Retype the data in its entirety, with no word changed.

Stored items

═══

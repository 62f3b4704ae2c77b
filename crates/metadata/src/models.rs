//! Database models mapping to the metadata schema.
//!
//! Every primary key is an application-generated snowflake id. JSON documents
//! are opaque to the store and kept as `sqlx::types::Json`.

use serde_json::Value;
use sqlx::FromRow;
use sqlx::types::Json;
use time::OffsetDateTime;

// =============================================================================
// Agents
// =============================================================================

/// Agent artifact record. `url` is the object store location of the archive.
#[derive(Debug, Clone, FromRow)]
pub struct AgentRow {
    pub id: i64,
    pub name: String,
    /// Load name, `{id}_{load}`; the archive key is this plus `.zip`.
    pub load: String,
    pub description: String,
    pub side: String,
    pub param_schema: Json<Value>,
    pub supported_env_templates: Json<Vec<i64>>,
    pub url: String,
    pub created_at: OffsetDateTime,
    pub updated_at: OffsetDateTime,
}

// =============================================================================
// Environments
// =============================================================================

/// Environment template record.
#[derive(Debug, Clone, FromRow)]
pub struct EnvTemplateRow {
    pub id: i64,
    pub name: String,
    pub param_schema: Json<Value>,
    pub created_at: OffsetDateTime,
    pub updated_at: OffsetDateTime,
}

/// Environment instance record. `template_id` is checked by callers, not by
/// a foreign key.
#[derive(Debug, Clone, FromRow)]
pub struct EnvInstanceRow {
    pub id: i64,
    pub name: String,
    pub template_id: i64,
    pub params: Json<Value>,
    pub created_at: OffsetDateTime,
    pub updated_at: OffsetDateTime,
}

// =============================================================================
// Schemes
// =============================================================================

/// Scheme configuration record.
#[derive(Debug, Clone, FromRow)]
pub struct SchemeRow {
    pub id: i64,
    pub name: String,
    pub description: String,
    pub side: String,
    /// Ordered per-agent sub-configurations.
    pub agent_schemes: Json<Vec<Value>>,
    pub created_at: OffsetDateTime,
    pub updated_at: OffsetDateTime,
}

// =============================================================================
// Deductions
// =============================================================================

/// Deduction plan record. `status` holds a lowercase `DeductionStatus`.
#[derive(Debug, Clone, FromRow)]
pub struct DeductionPlanRow {
    pub id: i64,
    pub name: String,
    pub description: Option<String>,
    pub status: String,
    pub plan_config: Json<Value>,
    pub start_time: Option<OffsetDateTime>,
    pub created_at: OffsetDateTime,
    pub updated_at: OffsetDateTime,
}

/// Task log message.
#[derive(Debug, Clone, FromRow)]
pub struct TaskLogRow {
    pub id: i64,
    pub task_id: i64,
    pub suffix: i64,
    pub content: String,
    pub kind: String,
    pub level: String,
    pub created_at: OffsetDateTime,
}

/// Latest status of a running task, keyed by task id.
#[derive(Debug, Clone, FromRow)]
pub struct TaskStatusRow {
    pub task_id: i64,
    pub suffix: i64,
    pub status: String,
    pub created_at: OffsetDateTime,
    pub updated_at: OffsetDateTime,
}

═══

Your solution:
repository 62f3b4704ae2c77b
filename crates/metadata/src/models.rs
//! Database models mapping to the metadata schema.
//!
//! Every primary key is an application-generated snowflake id. JSON documents
//! are opaque to the store and kept as `sqlx::types::Json`.

use serde_json::Value;
use sqlx::FromRow;
use sqlx::types::Json;
use time::OffsetDateTime;

// =============================================================================
// Agents
// =============================================================================

/// Agent artifact record. `url` is the object store location of the archive.
#[derive(Debug, Clone, FromRow)]
pub struct AgentRow {
    pub id: i64,
    pub name: String,
    /// Load name, `{id}_{load}`; the archive key is this plus `.zip`.
    pub load: String,
    pub description: String,
    pub side: String,
    pub param_schema: Json<Value>,
    pub supported_env_templates: Json<Vec<i64>>,
    pub url: String,
    pub created_at: OffsetDateTime,
    pub updated_at: OffsetDateTime,
}

// =============================================================================
// Environments
// =============================================================================

/// Environment template record.
#[derive(Debug, Clone, FromRow)]
pub struct EnvTemplateRow {
    pub id: i64,
    pub name: String,
    pub param_schema: Json<Value>,
    pub created_at: OffsetDateTime,
    pub updated_at: OffsetDateTime,
}

/// Environment instance record. `template_id` is checked by callers, not by
/// a foreign key.
#[derive(Debug, Clone, FromRow)]
pub struct EnvInstanceRow {
    pub id: i64,
    pub name: String,
    pub template_id: i64,
    pub params: Json<Value>,
    pub created_at: OffsetDateTime,
    pub updated_at: OffsetDateTime,
}

// =============================================================================
// Schemes
// =============================================================================

/// Scheme configuration record.
#[derive(Debug, Clone, FromRow)]
pub struct SchemeRow {
    pub id: i64,
    pub name: String,
    pub description: String,
    pub side: String,
    /// Ordered per-agent sub-configurations.
    pub agent_schemes: Json<Vec<Value>>,
    pub created_at: OffsetDateTime,
    pub updated_at: OffsetDateTime,
}

// =============================================================================
// Deductions
// =============================================================================

/// Deduction plan record. `status` holds a lowercase `DeductionStatus`.
#[derive(Debug, Clone, FromRow)]
pub struct DeductionPlanRow {
    pub id: i64,
    pub name: String,
    pub description: Option<String>,
    pub status: String,
    pub plan_config: Json<Value>,
    pub start_time: Option<OffsetDateTime>,
    pub created_at: OffsetDateTime,
    pub updated_at: OffsetDateTime,
}

/// Task log message.
#[derive(Debug, Clone, FromRow)]
pub struct TaskLogRow {
    pub id: i64,
    pub task_id: i64,
    pub suffix: i64,
    pub content: String,
    pub kind: String,
    pub level: String,
    pub created_at: OffsetDateTime,
}

/// Latest status of a running task, keyed by task id.
#[derive(Debug, Clone, FromRow)]
pub struct TaskStatusRow {
    pub task_id: i64,
    pub suffix: i64,
    pub status: String,
    pub created_at: OffsetDateTime,
    pub updated_at: OffsetDateTime,
}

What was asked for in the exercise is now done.